→ INSTRUCTIONS FOR THE TASK
Give again only those lines from the start of the entries through the line holding "deserialization, and a", leaving them as they are.

::: DATA IN THIS EXERCISE :::

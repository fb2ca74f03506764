//! Response decoding
//!
//! This module turns raw response bodies into typed documents. Each response shape
//! has a concrete struct; required fields are enforced by deserialization, and a
//! missing or mistyped field is reported as [`CommError::Parse`] carrying the body.
use serde::Deserialize;

use crate::error::{CommError, ErrorDetails, ErrorKind, Result};
use crate::models::{ColumnInfo, CommandType, ResultPage};

/// One entry of the `schema` array
#[derive(Debug, Clone, Deserialize)]
pub struct SchemaField {
    pub name: String,
    #[serde(rename = "type")]
    pub type_name: String,
}

/// First page of a query
#[derive(Debug, Deserialize)]
pub struct QueryResponse {
    pub schema: Vec<SchemaField>,
    #[serde(default)]
    pub cursor: Option<String>,
    pub total: i64,
    pub datarows: Vec<serde_json::Value>,
    pub size: i64,
    pub status: i64,
}

/// Follow-up page fetched with a cursor
#[derive(Debug, Deserialize)]
pub struct CursorResponse {
    #[serde(default)]
    pub cursor: Option<String>,
    pub datarows: Vec<serde_json::Value>,
    #[serde(default)]
    pub status: Option<i64>,
}

/// Schema section only, used for column discovery
#[derive(Debug, Deserialize)]
pub struct SchemaResponse {
    pub schema: Vec<SchemaField>,
}

#[derive(Debug, Deserialize)]
pub struct ErrorBody {
    pub reason: String,
    pub details: String,
    #[serde(rename = "type")]
    pub error_type: String,
}

/// Error body returned with non-200 responses
#[derive(Debug, Deserialize)]
pub struct ErrorResponse {
    pub error: ErrorBody,
    pub status: i64,
}

#[derive(Debug, Default, Deserialize)]
pub struct VersionInfo {
    #[serde(default)]
    pub number: Option<String>,
    #[serde(default)]
    pub distribution: Option<String>,
}

/// Document returned by `GET /`
#[derive(Debug, Default, Deserialize)]
pub struct RootResponse {
    #[serde(default)]
    pub cluster_name: Option<String>,
    #[serde(default)]
    pub version: Option<VersionInfo>,
}

fn parse<'a, T: Deserialize<'a>>(body: &'a str) -> Result<T> {
    serde_json::from_str(body).map_err(|e| CommError::parse(&e, body))
}

/// An empty token is the same as no token
fn non_empty(cursor: Option<String>) -> Option<String> {
    cursor.filter(|c| !c.is_empty())
}

/// Decode the first page of a query and build its column descriptors
pub fn parse_query_page(body: &str) -> Result<ResultPage> {
    tracing::debug!("Parsing result JSON with schema.");
    let response: QueryResponse = parse(body)?;

    let columns = response
        .schema
        .into_iter()
        .map(|field| ColumnInfo::keyword(field.name, field.type_name))
        .collect();

    Ok(ResultPage {
        raw: body.to_string(),
        columns,
        rows: response.datarows,
        total: Some(response.total),
        size: Some(response.size),
        status: Some(response.status),
        cursor: non_empty(response.cursor),
        command_type: CommandType::Select,
    })
}

/// Decode a cursor page. The page carries rows only.
pub fn parse_cursor_page(body: &str) -> Result<ResultPage> {
    tracing::debug!("Parsing result JSON with cursor.");
    let response: CursorResponse = parse(body)?;

    Ok(ResultPage {
        raw: body.to_string(),
        columns: Vec::new(),
        rows: response.datarows,
        total: None,
        size: None,
        status: response.status,
        cursor: non_empty(response.cursor),
        command_type: CommandType::Select,
    })
}

/// Decode only the column names of a result
pub fn parse_column_names(body: &str) -> Result<Vec<String>> {
    let response: SchemaResponse = parse(body)?;
    Ok(response.schema.into_iter().map(|f| f.name).collect())
}

/// Decode an error body into an error record of the given kind
pub fn parse_error_response(body: &str, kind: ErrorKind) -> Result<ErrorDetails> {
    tracing::debug!("Parsing error response.");
    let response: ErrorResponse = parse(body)?;

    Ok(ErrorDetails {
        reason: response.error.reason,
        details: response.error.details,
        source_type: response.error.error_type,
        kind,
    })
}

/// Decode the root document
pub fn parse_root(body: &str) -> Result<RootResponse> {
    parse(body)
}
//! Tests for response decoding

#![allow(clippy::unwrap_used)]

use serde_json::json;

use crate::constants::{KEYWORD_DISPLAY_SIZE, KEYWORD_TYPE_OID, KEYWORD_TYPE_SIZE};
use crate::decode;
use crate::error::{CommError, ErrorKind};
use crate::models::CommandType;

#[test]
fn test_query_page_builds_keyword_columns() {
    let body = json!({
        "schema": [
            {"name": "host", "type": "keyword"},
            {"name": "bytes", "type": "long"}
        ],
        "datarows": [["a", 1], ["b", 2]],
        "total": 2,
        "size": 2,
        "status": 200
    })
    .to_string();

    let page = decode::parse_query_page(&body).unwrap();
    assert_eq!(page.num_fields(), 2);
    assert_eq!(page.row_count(), 2);
    assert_eq!(page.total, Some(2));
    assert_eq!(page.size, Some(2));
    assert_eq!(page.status, Some(200));
    assert_eq!(page.cursor, None);
    assert_eq!(page.command_type, CommandType::Select);
    assert_eq!(page.raw, body);

    let bytes = &page.columns[1];
    assert_eq!(bytes.field_name, "bytes");
    assert_eq!(bytes.declared_type, "long");
    assert_eq!(bytes.type_oid, KEYWORD_TYPE_OID);
    assert_eq!(bytes.type_size, KEYWORD_TYPE_SIZE);
    assert_eq!(bytes.display_size, KEYWORD_DISPLAY_SIZE);
    assert_eq!(bytes.length_of_str, KEYWORD_TYPE_SIZE);
    assert_eq!(bytes.relation_id, 0);
    assert_eq!(bytes.attribute_number, 0);
}

#[test]
fn test_query_page_cursor() {
    let body = json!({
        "schema": [{"name": "host", "type": "keyword"}],
        "cursor": "abc",
        "datarows": [["a"]],
        "total": 10,
        "size": 1,
        "status": 200
    })
    .to_string();

    let page = decode::parse_query_page(&body).unwrap();
    assert_eq!(page.cursor.as_deref(), Some("abc"));
    assert!(page.has_cursor());
}

#[test]
fn test_empty_cursor_means_no_more_pages() {
    let body = json!({"datarows": [], "cursor": ""}).to_string();
    let page = decode::parse_cursor_page(&body).unwrap();
    assert!(!page.has_cursor());
}

#[test]
fn test_query_page_missing_field_is_parse_error() {
    let body = json!({
        "schema": [{"name": "host", "type": "keyword"}],
        "total": 1,
        "size": 1,
        "status": 200
    })
    .to_string();

    let err = decode::parse_query_page(&body).unwrap_err();
    assert!(matches!(
        &err,
        CommError::Parse { message, body: kept } if message.contains("datarows") && kept == &body
    ));
    assert!(err.to_string().starts_with("Exception obtained '"));
}

#[test]
fn test_query_page_wrong_type_is_parse_error() {
    let body = json!({
        "schema": "host",
        "datarows": [],
        "total": 0,
        "size": 0,
        "status": 200
    })
    .to_string();
    assert!(decode::parse_query_page(&body).is_err());
}

#[test]
fn test_cursor_page_carries_rows_only() {
    let body = json!({"cursor": "def", "datarows": [["c"], ["d"]]}).to_string();
    let page = decode::parse_cursor_page(&body).unwrap();
    assert!(page.columns.is_empty());
    assert_eq!(page.row_count(), 2);
    assert_eq!(page.cursor.as_deref(), Some("def"));
    assert_eq!(page.status, None);
}

#[test]
fn test_cursor_page_requires_datarows() {
    let body = json!({"cursor": "def"}).to_string();
    assert!(decode::parse_cursor_page(&body).is_err());
}

#[test]
fn test_error_response() {
    let body = json!({
        "error": {
            "reason": "Invalid SQL query",
            "details": "no such index [nope]",
            "type": "IndexNotFoundException"
        },
        "status": 404
    })
    .to_string();

    let details = decode::parse_error_response(&body, ErrorKind::QuerySyntax).unwrap();
    assert_eq!(details.reason, "Invalid SQL query");
    assert_eq!(details.details, "no such index [nope]");
    assert_eq!(details.source_type, "IndexNotFoundException");
    assert_eq!(details.kind, ErrorKind::QuerySyntax);
}

#[test]
fn test_error_response_requires_status() {
    let body = json!({
        "error": {"reason": "r", "details": "d", "type": "t"}
    })
    .to_string();
    assert!(decode::parse_error_response(&body, ErrorKind::QuerySyntax).is_err());
    assert!(decode::parse_error_response("Not Found", ErrorKind::QuerySyntax).is_err());
}

#[test]
fn test_column_names() {
    let body = json!({
        "schema": [{"name": "a", "type": "text"}, {"name": "b", "type": "date"}],
        "datarows": [],
        "total": 0,
        "size": 0,
        "status": 200
    })
    .to_string();
    assert_eq!(decode::parse_column_names(&body).unwrap(), vec!["a", "b"]);
}

#[test]
fn test_root_document() {
    let body = json!({
        "cluster_name": "prod",
        "version": {"number": "1.3.0", "distribution": "opensearch"}
    })
    .to_string();
    let root = decode::parse_root(&body).unwrap();
    assert_eq!(root.cluster_name.as_deref(), Some("prod"));
    let version = root.version.unwrap();
    assert_eq!(version.number.as_deref(), Some("1.3.0"));
    assert_eq!(version.distribution.as_deref(), Some("opensearch"));

    let legacy = decode::parse_root(r#"{"version": {"number": "7.10.2"}}"#).unwrap();
    assert_eq!(legacy.version.unwrap().distribution, None);
    assert_eq!(legacy.cluster_name, None);
}
//! Bounded hand-off between the pagination task and the row-fetch caller
//!
//! Pushes and pops block for at most one timeout interval. Callers loop around them
//! and re-check the retrieval flag between attempts, which is what makes cancellation
//! bounded: flipping the flag and closing the queue wakes everything within one
//! interval.
//!
//! A closed queue holds nothing. Pushes are refused (the page is handed back) and pops
//! return `None` straight away until [`ResultQueue::reopen`] is called for the next query.
use std::collections::VecDeque;
use std::sync::{Condvar, Mutex, MutexGuard, PoisonError};
use std::time::{Duration, Instant};

use crate::models::ResultPage;

/// Why a push did not take the page. The page is handed back either way.
#[derive(Debug)]
pub enum PushError {
    /// Still full after the timeout
    Timeout(ResultPage),
    /// The queue was closed
    Closed(ResultPage),
}

impl PushError {
    pub fn into_page(self) -> ResultPage {
        match self {
            PushError::Timeout(page) | PushError::Closed(page) => page,
        }
    }

    pub fn is_closed(&self) -> bool {
        matches!(self, PushError::Closed(_))
    }
}

#[derive(Debug, Default)]
struct QueueState {
    pages: VecDeque<ResultPage>,
    closed: bool,
}

#[derive(Debug)]
pub struct ResultQueue {
    state: Mutex<QueueState>,
    not_empty: Condvar,
    not_full: Condvar,
    capacity: usize,
}

impl ResultQueue {
    pub fn new(capacity: usize) -> Self {
        ResultQueue {
            state: Mutex::new(QueueState::default()),
            not_empty: Condvar::new(),
            not_full: Condvar::new(),
            capacity: capacity.max(1),
        }
    }

    // Nothing panics while holding the lock, so a poisoned state is still consistent.
    fn lock(&self) -> MutexGuard<'_, QueueState> {
        self.state.lock().unwrap_or_else(PoisonError::into_inner)
    }

    /// Push a page, waiting up to `timeout` for space
    pub fn push(&self, timeout: Duration, page: ResultPage) -> Result<(), PushError> {
        let deadline = Instant::now() + timeout;
        let mut state = self.lock();

        loop {
            if state.closed {
                return Err(PushError::Closed(page));
            }
            if state.pages.len() < self.capacity {
                state.pages.push_back(page);
                drop(state);
                self.not_empty.notify_one();
                return Ok(());
            }

            let now = Instant::now();
            if now >= deadline {
                return Err(PushError::Timeout(page));
            }
            state = self
                .not_full
                .wait_timeout(state, deadline - now)
                .unwrap_or_else(PoisonError::into_inner)
                .0;
        }
    }

    /// Pop the oldest page, waiting up to `timeout` for one to arrive
    pub fn pop(&self, timeout: Duration) -> Option<ResultPage> {
        let deadline = Instant::now() + timeout;
        let mut state = self.lock();

        loop {
            if state.closed {
                return None;
            }
            if let Some(page) = state.pages.pop_front() {
                drop(state);
                self.not_full.notify_one();
                return Some(page);
            }

            let now = Instant::now();
            if now >= deadline {
                return None;
            }
            state = self
                .not_empty
                .wait_timeout(state, deadline - now)
                .unwrap_or_else(PoisonError::into_inner)
                .0;
        }
    }

    /// Pop without waiting
    pub fn try_pop(&self) -> Option<ResultPage> {
        self.pop(Duration::ZERO)
    }

    /// Drop every queued page and wake blocked producers
    pub fn clear(&self) {
        let dropped = {
            let mut state = self.lock();
            std::mem::take(&mut state.pages)
        };
        self.not_full.notify_all();
        drop(dropped);
    }

    /// Clear the queue and refuse further pushes until reopened
    pub fn close(&self) {
        let dropped = {
            let mut state = self.lock();
            state.closed = true;
            std::mem::take(&mut state.pages)
        };
        self.not_full.notify_all();
        self.not_empty.notify_all();
        drop(dropped);
    }

    /// Accept pushes again. Anything left over from a previous query is dropped.
    pub fn reopen(&self) {
        let mut state = self.lock();
        state.pages.clear();
        state.closed = false;
    }

    pub fn is_closed(&self) -> bool {
        self.lock().closed
    }

    pub fn len(&self) -> usize {
        self.lock().pages.len()
    }

    pub fn is_empty(&self) -> bool {
        self.len() == 0
    }

    pub fn capacity(&self) -> usize {
        self.capacity
    }
}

:::

→ RESULT OF THIS TASK
repository fb2ca74f03506764
//! Response decoding
//!
//! This module turns raw response bodies into typed documents. Each response shape
//! has a concrete struct; required fields are enforced by deserialization, and a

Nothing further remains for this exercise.